What to do:
Select every line below containing the word "registry".

===============

//! `db` subcommands: schema setup, cleanup, DOI rematch and the
//! maintenance log.

use anyhow::Context;
use clap::Subcommand;
use ednews_core::AppConfig;
use ednews_db::MigrationReport;
use ednews_feeds::{run_rematch, FetchOptions, Postprocessor, RematchOptions, RematchReport, SaveTarget};
use serde_json::json;
use sqlx::SqlitePool;

/// Sub-commands available under `db`.
#[derive(Debug, Subcommand)]
pub enum DbCommands {
    /// Create the schema and register research publications
    Init,
    /// Apply pending schema upgrades
    Migrate,
    /// Rebuild the database file to reclaim space
    Vacuum,
    /// Remove empty articles and rows with filtered titles
    Cleanup {
        /// Only remove empty articles older than this many days
        #[arg(long)]
        older_than_days: Option<u32>,
        /// Also remove items and articles whose title is filtered
        #[arg(long)]
        filtered_titles: bool,
        /// Count matching rows without deleting
        #[arg(long)]
        dry_run: bool,
    },
    /// Show recent maintenance runs
    Runs {
        #[arg(long, default_value = "20")]
        limit: i64,
    },
    /// Register research publications from the sources file
    SyncPublications,
    /// Clear item DOIs that do not belong to their source's publication and
    /// look them up again
    Rematch {
        /// Only rematch the source with this key
        #[arg(long)]
        source: Option<String>,
        /// Only rematch sources of this publication
        #[arg(long)]
        publication_id: Option<String>,
        /// Report what would be cleared without writing
        #[arg(long)]
        dry_run: bool,
        /// Only look up items left without a DOI
        #[arg(long)]
        only_wrong: bool,
        /// Delete articles no item links to afterwards
        #[arg(long)]
        remove_orphans: bool,
    },
    /// Migrate, sync publications, clean up and vacuum in one pass
    RunAll {
        /// Only remove empty articles older than this many days
        #[arg(long)]
        older_than_days: Option<u32>,
        /// Count what cleanup would remove and skip vacuum
        #[arg(long)]
        dry_run: bool,
    },
}

/// Dispatch a `db` subcommand. The schema has already been migrated by the
/// time this runs; `migration` describes what that pass changed.
///
/// # Errors
///
/// Returns an error if a database operation fails or, for `init`, if the
/// research sources file exists but cannot be parsed.
pub(crate) async fn run_db_command(
    pool: &SqlitePool,
    config: &AppConfig,
    migration: &MigrationReport,
    command: DbCommands,
) -> anyhow::Result<()> {
    match command {
        DbCommands::Init => run_init(pool, config, migration).await,
        DbCommands::Migrate => {
            print_migration(migration);
            Ok(())
        }
        DbCommands::Vacuum => run_vacuum(pool).await,
        DbCommands::Cleanup {
            older_than_days,
            filtered_titles,
            dry_run,
        } => run_cleanup(pool, config, older_than_days, filtered_titles, dry_run).await,
        DbCommands::Runs { limit } => run_list_runs(pool, limit).await,
        DbCommands::SyncPublications => run_sync_publications(pool, config).await,
        DbCommands::Rematch {
            source,
            publication_id,
            dry_run,
            only_wrong,
            remove_orphans,
        } => {
            let options = RematchOptions {
                dry_run,
                only_wrong,
                remove_orphans,
            };
            run_rematch_command(pool, config, source.as_deref(), publication_id.as_deref(), options).await
        }
        DbCommands::RunAll {
            older_than_days,
            dry_run,
        } => run_all(pool, config, migration, older_than_days, dry_run).await,
    }
}

fn print_migration(report: &MigrationReport) {
    if report.is_noop() {
        println!("schema is up to date");
        return;
    }
    for column in &report.columns_added {
        println!("added column {column}");
    }
    if report.hashes_backfilled > 0 {
        println!("backfilled {} url hashes", report.hashes_backfilled);
    }
    if report.duplicates_removed > 0 {
        println!("removed {} duplicate items", report.duplicates_removed);
    }
    if report.url_hash_index_created {
        println!("created unique url_hash index");
    }
}

/// Sync publications from the research sources file. `None` when the file
/// does not exist.
async fn sync_research_publications(
    pool: &SqlitePool,
    config: &AppConfig,
) -> anyhow::Result<Option<usize>> {
    let path = &config.research_config_path;
    if !path.exists() {
        println!("no research sources at {}; skipping publications", path.display());
        return Ok(None);
    }
    let research = ednews_core::load_sources(path)?;
    let sources: Vec<_> = research.sources().cloned().collect();
    let synced = ednews_db::sync_publications(pool, &sources).await?;
    println!("registered {synced} publications");
    Ok(Some(synced))
}

async fn run_init(
    pool: &SqlitePool,
    config: &AppConfig,
    migration: &MigrationReport,
) -> anyhow::Result<()> {
    print_migration(migration);
    sync_research_publications(pool, config).await?;
    Ok(())
}

async fn run_sync_publications(pool: &SqlitePool, config: &AppConfig) -> anyhow::Result<()> {
    let started = chrono::Utc::now();
    match sync_research_publications(pool, config).await {
        Ok(synced) => {
            let details = json!({ "synced": synced.unwrap_or(0) });
            crate::record_run_best_effort(pool, "sync-publications", "ok", started, &details).await;
            Ok(())
        }
        Err(e) => {
            let details = json!({ "error": format!("{e:#}") });
            crate::record_run_best_effort(pool, "sync-publications", "failed", started, &details)
                .await;
            Err(e)
        }
    }
}

fn print_rematch(report: &RematchReport, dry_run: bool) {
    for source in &report.sources {
        let outcome = match (&source.error, dry_run) {
            (Some(e), _) => format!("FAILED: {e}"),
            (None, true) => format!("would clear {}", source.would_clear),
            (None, false) => format!(
                "cleared {}  relinked {}  orphans removed {}",
                source.cleared, source.enriched, source.removed_orphans
            ),
        };
        println!(
            "  {:<28} {:<12} {outcome}",
            source.source_key,
            source.publication_id.as_deref().unwrap_or("-")
        );
    }
    println!(
        "rematch: {} sources, {} cleared, {} relinked, {} failed",
        report.sources.len(),
        report.total_cleared,
        report.total_enriched,
        report.failed
    );
}

async fn run_rematch_command(
    pool: &SqlitePool,
    config: &AppConfig,
    only: Option<&str>,
    publication_id: Option<&str>,
    options: RematchOptions,
) -> anyhow::Result<()> {
    let started = chrono::Utc::now();
    let registry = crate::fetch::build_registry(config)?;
    let Some(Postprocessor::Db(enricher)) = registry.resolve_postprocessor("crossref") else {
        anyhow::bail!("the crossref postprocessor is not registered");
    };

    let mut sources = crate::fetch::load_research_sources(config, &registry, only)?;
    if let Some(publication_id) = publication_id {
        sources.retain(|s| {
            s.source
                .publication_id
                .as_deref()
                .is_some_and(|p| p.trim().eq_ignore_ascii_case(publication_id.trim()))
        });
        if sources.is_empty() {
            anyhow::bail!("no configured source with publication_id '{publication_id}'");
        }
    }

    let fetch_options = FetchOptions::from_app_config(config, SaveTarget::Items);
    let report = run_rematch(pool, &sources, &enricher, options, &fetch_options).await;
    print_rematch(&report, options.dry_run);

    let status = match report.failed {
        0 => "ok",
        n if n == report.sources.len() => "failed",
        _ => "partial",
    };
    let mut details = serde_json::to_value(&report).context("failed to serialize rematch report")?;
    details["dry_run"] = json!(options.dry_run);
    crate::record_run_best_effort(pool, "rematch-dois", status, started, &details).await;

    if report.failed > 0 {
        anyhow::bail!("rematch failed for {} sources", report.failed);
    }
    Ok(())
}

/// Every maintenance step in order. A failing step is logged and the rest
/// still run; the command fails at the end if any step did.
async fn run_all(
    pool: &SqlitePool,
    config: &AppConfig,
    migration: &MigrationReport,
    older_than_days: Option<u32>,
    dry_run: bool,
) -> anyhow::Result<()> {
    let started = chrono::Utc::now();
    let mut failed: Vec<&str> = Vec::new();
    print_migration(migration);

    let synced = match sync_research_publications(pool, config).await {
        Ok(synced) => synced.unwrap_or(0),
        Err(e) => {
            tracing::error!(error = %format!("{e:#}"), "publication sync failed");
            failed.push("sync-publications");
            0
        }
    };

    let (empty, filtered) = match cleanup_rows(pool, config, older_than_days, true, dry_run).await {
        Ok(counts) => {
            print_cleanup(counts, dry_run);
            counts
        }
        Err(e) => {
            tracing::error!(error = %format!("{e:#}"), "cleanup failed");
            failed.push("cleanup");
            (0, 0)
        }
    };

    if dry_run {
        println!("dry-run: skipping vacuum");
    } else if let Err(e) = ednews_db::vacuum(pool).await {
        tracing::error!(error = %e, "vacuum failed");
        failed.push("vacuum");
    } else {
        println!("vacuum complete");
    }

    let details = json!({
        "columns_added": migration.columns_added,
        "synced": synced,
        "empty_articles": empty,
        "filtered_titles": filtered,
        "older_than_days": older_than_days,
        "dry_run": dry_run,
        "failed_steps": failed,
    });
    let status = if failed.is_empty() { "ok" } else { "partial" };
    crate::record_run_best_effort(pool, "run-all", status, started, &details).await;

    if !failed.is_empty() {
        anyhow::bail!("run-all finished with failed steps: {}", failed.join(", "));
    }
    Ok(())
}

async fn run_vacuum(pool: &SqlitePool) -> anyhow::Result<()> {
    let started = chrono::Utc::now();
    match ednews_db::vacuum(pool).await {
        Ok(()) => {
            crate::record_run_best_effort(pool, "vacuum", "ok", started, &json!({})).await;
            println!("vacuum complete");
            Ok(())
        }
        Err(e) => {
            let details = json!({ "error": e.to_string() });
            crate::record_run_best_effort(pool, "vacuum", "failed", started, &details).await;
            Err(e.into())
        }
    }
}

/// Empty articles removed and filtered-title rows removed (or matched, on a
/// dry run).
async fn cleanup_rows(
    pool: &SqlitePool,
    config: &AppConfig,
    older_than_days: Option<u32>,
    filtered_titles: bool,
    dry_run: bool,
) -> anyhow::Result<(u64, u64)> {
    let empty = if dry_run {
        0
    } else {
        ednews_db::cleanup_empty_articles(pool, older_than_days).await?
    };
    let filtered = if filtered_titles {
        ednews_db::cleanup_filtered_titles(pool, &config.title_filters, dry_run).await?
    } else {
        0
    };
    Ok((empty, filtered))
}

fn print_cleanup((empty, filtered): (u64, u64), dry_run: bool) {
    if dry_run {
        println!("dry-run: {filtered} rows match title filters");
    } else {
        println!("removed {empty} empty articles and {filtered} filtered rows");
    }
}

async fn run_cleanup(
    pool: &SqlitePool,
    config: &AppConfig,
    older_than_days: Option<u32>,
    filtered_titles: bool,
    dry_run: bool,
) -> anyhow::Result<()> {
    let started = chrono::Utc::now();

    match cleanup_rows(pool, config, older_than_days, filtered_titles, dry_run).await {
        Ok((empty, filtered)) => {
            let details = json!({
                "empty_articles": empty,
                "filtered_titles": filtered,
                "older_than_days": older_than_days,
                "dry_run": dry_run,
            });
            crate::record_run_best_effort(pool, "cleanup", "ok", started, &details).await;
            print_cleanup((empty, filtered), dry_run);
            Ok(())
        }
        Err(e) => {
            let details = json!({ "error": format!("{e:#}") });
            crate::record_run_best_effort(pool, "cleanup", "failed", started, &details).await;
            Err(e)
        }
    }
}

async fn run_list_runs(pool: &SqlitePool, limit: i64) -> anyhow::Result<()> {
    let runs = ednews_db::list_maintenance_runs(pool, limit).await?;
    if runs.is_empty() {
        println!("no maintenance runs recorded");
        return Ok(());
    }
    for run in runs {
        println!(
            "{:>5}  {:<12} {:<8} {}  {:.1}s  {}",
            run.id,
            run.command,
            run.status,
            run.started,
            run.duration,
            run.details.as_deref().unwrap_or("")
        );
    }
    Ok(())
}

===============

Result below:
    let registry = crate::fetch::build_registry(config)?;
    let Some(Postprocessor::Db(enricher)) = registry.resolve_postprocessor("crossref") else {
    let mut sources = crate::fetch::load_research_sources(config, &registry, only)?;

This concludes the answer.